//! `POST /api/tasks/:id/status`: move a task instance forward.

use axum::extract::{Path, State};
use axum::{Extension, Json};
use serde::Deserialize;
use uuid::Uuid;

use crate::api::error::ApiError;
use crate::api::types::{ApiContext, TenantContext};
use crate::models::enums::TaskStatus;
use crate::models::PatientTaskInstance;

#[derive(Debug, Deserialize)]
pub struct StatusUpdate {
    pub status: TaskStatus,
    #[serde(default)]
    pub notes: Option<String>,
}

pub async fn update_status(
    State(ctx): State<ApiContext>,
    Extension(tenant): Extension<TenantContext>,
    Path(task_id): Path<Uuid>,
    Json(req): Json<StatusUpdate>,
) -> Result<Json<PatientTaskInstance>, ApiError> {
    let task = ctx
        .service
        .update_task_status(&tenant.tenant_id, &task_id, req.status, req.notes)?;
    Ok(Json(task))
}
//! API error types with structured JSON responses.

use axum::http::StatusCode;
use axum::response::{IntoResponse, Response};
use axum::Json;
use serde::Serialize;

use crate::service::ServiceError;

/// Structured error response body.
#[derive(Debug, Serialize)]
pub struct ErrorBody {
    pub error: ErrorDetail,
}

#[derive(Debug, Serialize)]
pub struct ErrorDetail {
    pub code: &'static str,
    pub message: String,
}

/// API-level errors with HTTP status mapping.
#[derive(Debug, thiserror::Error)]
pub enum ApiError {
    #[error("Tenant context required")]
    Unauthorized,
    #[error("Not found: {0}")]
    NotFound(String),
    #[error("Invalid request: {0}")]
    BadRequest(String),
    #[error("Conflict: {0}")]
    Conflict(String),
    #[error("Internal error: {0}")]
    Internal(String),
}

impl IntoResponse for ApiError {
    fn into_response(self) -> Response {
        let (status, code, message) = match &self {
            ApiError::Unauthorized => (
                StatusCode::UNAUTHORIZED,
                "TENANT_REQUIRED",
                "A valid X-Tenant-Id header is required".to_string(),
            ),
            ApiError::NotFound(detail) => (StatusCode::NOT_FOUND, "NOT_FOUND", detail.clone()),
            ApiError::BadRequest(detail) => {
                (StatusCode::BAD_REQUEST, "BAD_REQUEST", detail.clone())
            }
            ApiError::Conflict(detail) => (StatusCode::CONFLICT, "CONFLICT", detail.clone()),
            ApiError::Internal(detail) => {
                tracing::error!(detail, "API internal error");
                (
                    StatusCode::INTERNAL_SERVER_ERROR,
                    "INTERNAL",
                    "An internal error occurred".to_string(),
                )
            }
        };

        let body = ErrorBody {
            error: ErrorDetail { code, message },
        };
        (status, Json(body)).into_response()
    }
}

impl From<ServiceError> for ApiError {
    fn from(err: ServiceError) -> Self {
        match err {
            ServiceError::NotFound { .. } => ApiError::NotFound(err.to_string()),
            // Another tenant's records are reported as absent.
            ServiceError::TenantMismatch { entity, id } => {
                ApiError::NotFound(format!("{entity} not found: {id}"))
            }
            ServiceError::Validation(msg) => ApiError::BadRequest(msg),
            ServiceError::InvalidTransition { .. }
            | ServiceError::AlreadyAssigned { .. }
            | ServiceError::Closed(_) => ApiError::Conflict(err.to_string()),
            ServiceError::Database(e) => ApiError::Internal(e.to_string()),
            ServiceError::LockPoisoned => ApiError::Internal("lock poisoned".into()),
        }
    }
}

....

* Your goal
Word for word, reproduce every line of the data.

* Response to this task
//! `POST /api/tasks/:id/status`: move a task instance forward.

use axum::extract::{Path, State};
use axum::{Extension, Json};
use serde::Deserialize;
use uuid::Uuid;

use crate::api::error::ApiError;
use crate::api::types::{ApiContext, TenantContext};
use crate::models::enums::TaskStatus;
use crate::models::PatientTaskInstance;

#[derive(Debug, Deserialize)]
pub struct StatusUpdate {
    pub status: TaskStatus,
    #[serde(default)]
    pub notes: Option<String>,
}

pub async fn update_status(
    State(ctx): State<ApiContext>,
    Extension(tenant): Extension<TenantContext>,
    Path(task_id): Path<Uuid>,
    Json(req): Json<StatusUpdate>,
) -> Result<Json<PatientTaskInstance>, ApiError> {
    let task = ctx
        .service
        .update_task_status(&tenant.tenant_id, &task_id, req.status, req.notes)?;
    Ok(Json(task))
}
//! API error types with structured JSON responses.

use axum::http::StatusCode;
use axum::response::{IntoResponse, Response};
use axum::Json;
use serde::Serialize;

use crate::service::ServiceError;

/// Structured error response body.
#[derive(Debug, Serialize)]
pub struct ErrorBody {
    pub error: ErrorDetail,
}

#[derive(Debug, Serialize)]
pub struct ErrorDetail {
    pub code: &'static str,
    pub message: String,
}

/// API-level errors with HTTP status mapping.
#[derive(Debug, thiserror::Error)]
pub enum ApiError {
    #[error("Tenant context required")]
    Unauthorized,
    #[error("Not found: {0}")]
    NotFound(String),
    #[error("Invalid request: {0}")]
    BadRequest(String),
    #[error("Conflict: {0}")]
    Conflict(String),
    #[error("Internal error: {0}")]
    Internal(String),
}

impl IntoResponse for ApiError {
    fn into_response(self) -> Response {
        let (status, code, message) = match &self {
            ApiError::Unauthorized => (
                StatusCode::UNAUTHORIZED,
                "TENANT_REQUIRED",
                "A valid X-Tenant-Id header is required".to_string(),
            ),
            ApiError::NotFound(detail) => (StatusCode::NOT_FOUND, "NOT_FOUND", detail.clone()),
            ApiError::BadRequest(detail) => {
                (StatusCode::BAD_REQUEST, "BAD_REQUEST", detail.clone())
            }
            ApiError::Conflict(detail) => (StatusCode::CONFLICT, "CONFLICT", detail.clone()),
            ApiError::Internal(detail) => {
                tracing::error!(detail, "API internal error");
                (
                    StatusCode::INTERNAL_SERVER_ERROR,
                    "INTERNAL",
                    "An internal error occurred".to_string(),
                )
            }
        };

        let body = ErrorBody {
            error: ErrorDetail { code, message },
        };
        (status, Json(body)).into_response()
    }
}

impl From<ServiceError> for ApiError {
    fn from(err: ServiceError) -> Self {
        match err {
            ServiceError::NotFound { .. } => ApiError::NotFound(err.to_string()),
            // Another tenant's records are reported as absent.
            ServiceError::TenantMismatch { entity, id } => {
                ApiError::NotFound(format!("{entity} not found: {id}"))
            }
            ServiceError::Validation(msg) => ApiError::BadRequest(msg),
            ServiceError::InvalidTransition { .. }
            | ServiceError::AlreadyAssigned { .. }
            | ServiceError::Closed(_) => ApiError::Conflict(err.to_string()),
            ServiceError::Database(e) => ApiError::Internal(e.to_string()),
            ServiceError::LockPoisoned => ApiError::Internal("lock poisoned".into()),
        }
    }
}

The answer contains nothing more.